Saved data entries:
○ ○ ○ ○ ○ ○ ○
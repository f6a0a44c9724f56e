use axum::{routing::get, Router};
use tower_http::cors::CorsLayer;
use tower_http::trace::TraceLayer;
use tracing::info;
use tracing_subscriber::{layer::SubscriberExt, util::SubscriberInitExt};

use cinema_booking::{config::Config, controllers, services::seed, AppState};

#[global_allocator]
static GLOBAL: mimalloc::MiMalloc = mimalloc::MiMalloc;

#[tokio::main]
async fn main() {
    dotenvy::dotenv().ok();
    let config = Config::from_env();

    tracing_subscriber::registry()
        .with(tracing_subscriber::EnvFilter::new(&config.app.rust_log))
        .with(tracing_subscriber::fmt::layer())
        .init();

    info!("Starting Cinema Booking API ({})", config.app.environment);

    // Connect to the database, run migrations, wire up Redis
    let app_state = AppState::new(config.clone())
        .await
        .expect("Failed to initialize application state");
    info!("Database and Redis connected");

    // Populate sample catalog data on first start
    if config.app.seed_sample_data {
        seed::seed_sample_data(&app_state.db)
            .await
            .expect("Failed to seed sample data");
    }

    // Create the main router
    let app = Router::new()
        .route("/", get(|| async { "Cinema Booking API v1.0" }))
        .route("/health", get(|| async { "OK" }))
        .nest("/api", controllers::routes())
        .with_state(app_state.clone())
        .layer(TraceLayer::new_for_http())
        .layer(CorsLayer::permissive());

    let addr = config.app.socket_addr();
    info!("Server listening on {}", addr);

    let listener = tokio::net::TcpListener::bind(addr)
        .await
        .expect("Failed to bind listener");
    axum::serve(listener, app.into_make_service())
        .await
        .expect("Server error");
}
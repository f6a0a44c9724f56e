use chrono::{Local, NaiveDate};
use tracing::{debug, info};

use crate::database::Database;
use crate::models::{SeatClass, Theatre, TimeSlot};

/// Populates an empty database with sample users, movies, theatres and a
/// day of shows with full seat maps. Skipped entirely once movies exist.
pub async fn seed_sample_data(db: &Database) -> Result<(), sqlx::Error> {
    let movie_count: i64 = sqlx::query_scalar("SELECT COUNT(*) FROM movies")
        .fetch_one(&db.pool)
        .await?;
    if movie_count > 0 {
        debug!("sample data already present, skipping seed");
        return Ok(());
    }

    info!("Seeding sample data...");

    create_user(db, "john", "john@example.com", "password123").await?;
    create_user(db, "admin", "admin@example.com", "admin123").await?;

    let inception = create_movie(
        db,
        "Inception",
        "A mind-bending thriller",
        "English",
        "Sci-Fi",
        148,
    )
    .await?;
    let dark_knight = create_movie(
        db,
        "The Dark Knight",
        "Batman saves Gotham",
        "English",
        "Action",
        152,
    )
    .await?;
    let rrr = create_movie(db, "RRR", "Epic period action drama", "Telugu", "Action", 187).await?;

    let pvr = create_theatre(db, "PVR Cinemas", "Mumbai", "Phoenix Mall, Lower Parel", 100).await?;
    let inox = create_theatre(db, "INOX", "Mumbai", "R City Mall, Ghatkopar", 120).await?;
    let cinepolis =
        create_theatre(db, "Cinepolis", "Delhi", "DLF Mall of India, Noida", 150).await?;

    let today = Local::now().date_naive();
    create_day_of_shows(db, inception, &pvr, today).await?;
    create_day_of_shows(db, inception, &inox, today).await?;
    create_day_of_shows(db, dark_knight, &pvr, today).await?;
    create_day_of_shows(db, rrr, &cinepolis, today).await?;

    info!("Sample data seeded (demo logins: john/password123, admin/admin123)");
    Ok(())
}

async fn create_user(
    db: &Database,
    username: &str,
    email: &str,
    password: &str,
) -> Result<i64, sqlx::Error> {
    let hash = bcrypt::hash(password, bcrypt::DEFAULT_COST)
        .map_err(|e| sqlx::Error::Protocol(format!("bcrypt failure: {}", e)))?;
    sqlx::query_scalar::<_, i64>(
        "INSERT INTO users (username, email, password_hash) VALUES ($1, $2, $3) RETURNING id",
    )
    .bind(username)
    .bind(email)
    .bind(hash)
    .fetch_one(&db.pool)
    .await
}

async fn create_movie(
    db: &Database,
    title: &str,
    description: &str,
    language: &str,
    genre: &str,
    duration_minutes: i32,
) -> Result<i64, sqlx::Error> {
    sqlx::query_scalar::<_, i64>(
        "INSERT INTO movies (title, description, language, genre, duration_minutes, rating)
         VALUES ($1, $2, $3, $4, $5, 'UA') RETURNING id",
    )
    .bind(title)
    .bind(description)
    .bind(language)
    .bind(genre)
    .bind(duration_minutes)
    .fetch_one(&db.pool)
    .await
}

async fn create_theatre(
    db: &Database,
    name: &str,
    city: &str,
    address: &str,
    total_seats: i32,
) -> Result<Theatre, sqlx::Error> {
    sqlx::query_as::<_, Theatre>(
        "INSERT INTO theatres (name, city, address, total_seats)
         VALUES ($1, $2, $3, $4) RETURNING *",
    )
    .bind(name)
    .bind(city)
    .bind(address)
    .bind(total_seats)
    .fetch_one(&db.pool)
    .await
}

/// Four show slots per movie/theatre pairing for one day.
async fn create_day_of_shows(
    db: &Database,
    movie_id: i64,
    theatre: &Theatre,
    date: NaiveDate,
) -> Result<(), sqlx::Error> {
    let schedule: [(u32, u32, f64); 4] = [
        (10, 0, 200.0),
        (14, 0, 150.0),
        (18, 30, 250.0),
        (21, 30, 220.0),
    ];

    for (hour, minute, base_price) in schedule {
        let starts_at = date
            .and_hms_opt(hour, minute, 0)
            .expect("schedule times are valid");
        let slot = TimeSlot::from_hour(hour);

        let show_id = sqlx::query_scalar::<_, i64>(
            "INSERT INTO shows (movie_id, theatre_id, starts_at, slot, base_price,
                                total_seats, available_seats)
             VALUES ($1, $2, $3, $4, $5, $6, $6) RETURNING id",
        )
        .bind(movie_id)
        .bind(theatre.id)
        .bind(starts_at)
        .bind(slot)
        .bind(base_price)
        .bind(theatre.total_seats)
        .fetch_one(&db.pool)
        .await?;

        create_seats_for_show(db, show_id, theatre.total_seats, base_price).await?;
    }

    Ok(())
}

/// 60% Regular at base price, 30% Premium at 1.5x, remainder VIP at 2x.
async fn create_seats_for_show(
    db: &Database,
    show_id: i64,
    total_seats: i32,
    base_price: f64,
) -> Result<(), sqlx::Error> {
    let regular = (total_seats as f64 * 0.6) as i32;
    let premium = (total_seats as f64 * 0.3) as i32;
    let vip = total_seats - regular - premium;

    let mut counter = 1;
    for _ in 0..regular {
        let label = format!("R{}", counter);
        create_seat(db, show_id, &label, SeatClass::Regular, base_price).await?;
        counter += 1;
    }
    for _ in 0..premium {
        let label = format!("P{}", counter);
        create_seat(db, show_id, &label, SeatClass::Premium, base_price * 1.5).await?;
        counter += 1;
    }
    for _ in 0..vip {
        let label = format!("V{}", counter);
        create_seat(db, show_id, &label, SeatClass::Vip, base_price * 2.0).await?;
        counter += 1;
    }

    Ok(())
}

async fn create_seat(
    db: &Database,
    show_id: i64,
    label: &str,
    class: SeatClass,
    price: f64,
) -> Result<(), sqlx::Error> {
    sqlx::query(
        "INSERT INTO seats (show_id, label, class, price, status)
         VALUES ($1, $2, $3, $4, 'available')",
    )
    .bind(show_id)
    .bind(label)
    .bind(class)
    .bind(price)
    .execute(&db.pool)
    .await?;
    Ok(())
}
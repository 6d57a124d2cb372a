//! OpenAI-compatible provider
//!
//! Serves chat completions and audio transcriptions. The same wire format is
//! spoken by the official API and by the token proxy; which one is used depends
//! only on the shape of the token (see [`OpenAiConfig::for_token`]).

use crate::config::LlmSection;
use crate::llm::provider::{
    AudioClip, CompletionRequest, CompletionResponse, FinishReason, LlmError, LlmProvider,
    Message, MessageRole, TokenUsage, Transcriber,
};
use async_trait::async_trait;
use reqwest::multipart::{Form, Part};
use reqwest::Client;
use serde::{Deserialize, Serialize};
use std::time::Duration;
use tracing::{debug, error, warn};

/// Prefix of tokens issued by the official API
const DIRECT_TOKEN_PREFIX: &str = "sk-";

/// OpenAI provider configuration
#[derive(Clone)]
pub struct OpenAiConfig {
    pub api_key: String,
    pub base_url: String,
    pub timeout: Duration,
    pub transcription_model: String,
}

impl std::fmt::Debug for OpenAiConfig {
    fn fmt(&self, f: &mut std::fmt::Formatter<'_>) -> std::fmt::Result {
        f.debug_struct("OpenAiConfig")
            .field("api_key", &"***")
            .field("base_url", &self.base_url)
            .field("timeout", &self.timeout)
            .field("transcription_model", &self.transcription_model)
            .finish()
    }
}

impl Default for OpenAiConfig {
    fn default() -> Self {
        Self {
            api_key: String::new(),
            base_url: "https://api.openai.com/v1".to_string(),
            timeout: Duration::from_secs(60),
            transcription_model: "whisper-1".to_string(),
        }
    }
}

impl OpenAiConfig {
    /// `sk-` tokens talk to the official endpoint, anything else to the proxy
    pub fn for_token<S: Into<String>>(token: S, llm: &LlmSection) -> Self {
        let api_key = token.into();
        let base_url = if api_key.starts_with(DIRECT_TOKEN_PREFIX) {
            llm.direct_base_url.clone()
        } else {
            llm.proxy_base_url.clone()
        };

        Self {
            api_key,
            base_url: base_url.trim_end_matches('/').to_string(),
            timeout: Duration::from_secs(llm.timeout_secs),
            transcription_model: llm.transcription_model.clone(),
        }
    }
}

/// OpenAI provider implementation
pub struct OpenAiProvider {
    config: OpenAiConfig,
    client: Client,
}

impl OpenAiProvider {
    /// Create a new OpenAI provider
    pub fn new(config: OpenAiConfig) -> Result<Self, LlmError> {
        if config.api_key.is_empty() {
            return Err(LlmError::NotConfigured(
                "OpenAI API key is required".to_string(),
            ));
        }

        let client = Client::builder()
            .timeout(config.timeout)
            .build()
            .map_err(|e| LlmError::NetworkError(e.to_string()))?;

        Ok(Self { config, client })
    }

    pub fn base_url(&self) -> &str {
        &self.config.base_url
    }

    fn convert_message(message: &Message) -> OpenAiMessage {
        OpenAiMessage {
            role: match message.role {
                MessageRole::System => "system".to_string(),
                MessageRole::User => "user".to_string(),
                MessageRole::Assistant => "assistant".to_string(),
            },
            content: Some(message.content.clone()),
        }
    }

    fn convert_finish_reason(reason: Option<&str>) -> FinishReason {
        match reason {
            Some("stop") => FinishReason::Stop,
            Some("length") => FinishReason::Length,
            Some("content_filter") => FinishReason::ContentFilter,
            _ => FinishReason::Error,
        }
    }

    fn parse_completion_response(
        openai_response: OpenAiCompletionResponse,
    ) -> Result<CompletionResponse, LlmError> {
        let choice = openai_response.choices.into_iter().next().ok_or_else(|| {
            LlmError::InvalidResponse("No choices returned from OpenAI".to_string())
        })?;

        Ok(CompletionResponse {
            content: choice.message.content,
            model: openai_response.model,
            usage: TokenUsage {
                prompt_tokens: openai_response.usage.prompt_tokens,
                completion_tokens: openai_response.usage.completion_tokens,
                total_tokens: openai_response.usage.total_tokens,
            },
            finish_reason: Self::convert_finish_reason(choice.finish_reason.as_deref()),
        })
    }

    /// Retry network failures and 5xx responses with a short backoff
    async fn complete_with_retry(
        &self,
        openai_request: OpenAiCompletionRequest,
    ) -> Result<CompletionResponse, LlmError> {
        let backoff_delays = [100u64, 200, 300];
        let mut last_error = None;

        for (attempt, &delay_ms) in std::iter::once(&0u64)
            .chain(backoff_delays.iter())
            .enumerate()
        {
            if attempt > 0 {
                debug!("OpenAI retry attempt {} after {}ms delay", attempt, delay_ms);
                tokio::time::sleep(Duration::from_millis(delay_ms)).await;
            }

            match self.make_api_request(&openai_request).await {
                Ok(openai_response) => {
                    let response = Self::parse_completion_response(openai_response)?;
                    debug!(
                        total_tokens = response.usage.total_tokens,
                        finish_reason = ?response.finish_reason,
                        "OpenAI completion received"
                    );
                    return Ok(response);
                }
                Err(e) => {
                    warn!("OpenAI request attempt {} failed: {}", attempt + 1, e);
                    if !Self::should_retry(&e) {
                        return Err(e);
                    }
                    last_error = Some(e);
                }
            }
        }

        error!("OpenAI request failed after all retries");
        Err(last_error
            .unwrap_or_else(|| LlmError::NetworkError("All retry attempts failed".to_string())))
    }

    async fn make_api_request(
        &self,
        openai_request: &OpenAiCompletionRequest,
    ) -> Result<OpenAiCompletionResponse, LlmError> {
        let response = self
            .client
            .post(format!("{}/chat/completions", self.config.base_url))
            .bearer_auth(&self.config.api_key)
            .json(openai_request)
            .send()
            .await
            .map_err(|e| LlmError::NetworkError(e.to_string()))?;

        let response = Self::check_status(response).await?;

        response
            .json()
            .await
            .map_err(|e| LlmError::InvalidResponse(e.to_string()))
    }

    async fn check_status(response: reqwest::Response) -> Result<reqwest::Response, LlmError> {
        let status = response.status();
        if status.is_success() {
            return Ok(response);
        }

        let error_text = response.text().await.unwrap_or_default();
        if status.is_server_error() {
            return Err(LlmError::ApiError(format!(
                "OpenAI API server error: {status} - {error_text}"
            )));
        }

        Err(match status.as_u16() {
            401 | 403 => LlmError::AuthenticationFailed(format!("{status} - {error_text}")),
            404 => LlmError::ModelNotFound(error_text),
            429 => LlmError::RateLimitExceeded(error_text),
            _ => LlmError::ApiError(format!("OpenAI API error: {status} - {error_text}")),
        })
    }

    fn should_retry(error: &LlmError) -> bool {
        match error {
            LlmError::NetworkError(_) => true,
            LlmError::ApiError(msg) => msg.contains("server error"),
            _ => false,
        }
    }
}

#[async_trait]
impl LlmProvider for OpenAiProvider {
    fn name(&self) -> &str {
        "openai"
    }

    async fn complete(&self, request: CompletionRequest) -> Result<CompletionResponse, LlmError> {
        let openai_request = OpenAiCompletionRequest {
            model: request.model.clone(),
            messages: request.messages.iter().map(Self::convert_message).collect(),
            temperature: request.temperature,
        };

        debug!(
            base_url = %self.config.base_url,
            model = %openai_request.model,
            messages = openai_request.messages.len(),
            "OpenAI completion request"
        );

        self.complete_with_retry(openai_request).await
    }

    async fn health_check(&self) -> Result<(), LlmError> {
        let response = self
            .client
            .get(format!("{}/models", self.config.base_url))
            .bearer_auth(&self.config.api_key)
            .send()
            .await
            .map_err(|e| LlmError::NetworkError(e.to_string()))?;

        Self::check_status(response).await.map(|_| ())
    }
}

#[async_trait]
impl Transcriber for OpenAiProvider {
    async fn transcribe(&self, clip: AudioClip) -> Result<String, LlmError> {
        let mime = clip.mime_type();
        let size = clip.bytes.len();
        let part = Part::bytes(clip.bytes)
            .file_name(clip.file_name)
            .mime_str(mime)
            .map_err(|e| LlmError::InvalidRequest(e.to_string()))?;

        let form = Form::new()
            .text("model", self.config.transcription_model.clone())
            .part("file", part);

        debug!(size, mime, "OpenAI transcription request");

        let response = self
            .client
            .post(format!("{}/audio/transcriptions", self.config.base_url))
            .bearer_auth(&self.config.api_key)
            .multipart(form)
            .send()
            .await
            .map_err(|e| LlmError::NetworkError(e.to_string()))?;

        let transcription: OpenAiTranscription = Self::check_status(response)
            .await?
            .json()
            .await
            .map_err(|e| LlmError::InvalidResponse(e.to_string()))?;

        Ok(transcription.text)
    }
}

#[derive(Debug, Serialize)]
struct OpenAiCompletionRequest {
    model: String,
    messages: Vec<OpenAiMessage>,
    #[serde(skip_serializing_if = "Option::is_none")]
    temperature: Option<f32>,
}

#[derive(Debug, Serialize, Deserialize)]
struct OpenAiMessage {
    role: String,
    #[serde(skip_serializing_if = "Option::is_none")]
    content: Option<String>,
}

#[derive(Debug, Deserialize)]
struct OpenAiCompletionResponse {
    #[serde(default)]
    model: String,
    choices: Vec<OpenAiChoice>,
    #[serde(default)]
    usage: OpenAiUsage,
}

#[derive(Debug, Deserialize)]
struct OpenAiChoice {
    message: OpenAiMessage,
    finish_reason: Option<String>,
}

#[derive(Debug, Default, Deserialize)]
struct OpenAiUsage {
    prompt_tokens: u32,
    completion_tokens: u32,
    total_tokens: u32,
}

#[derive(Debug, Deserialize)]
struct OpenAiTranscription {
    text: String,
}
○ ○ ○ ○ ○ ○ ○
= PROBLEM DETAILS =
Pick out the lines above that hold the string "TokenUsage" and show them.

= COMPLETED TASK =
    Message, MessageRole, TokenUsage, Transcriber,
            usage: TokenUsage {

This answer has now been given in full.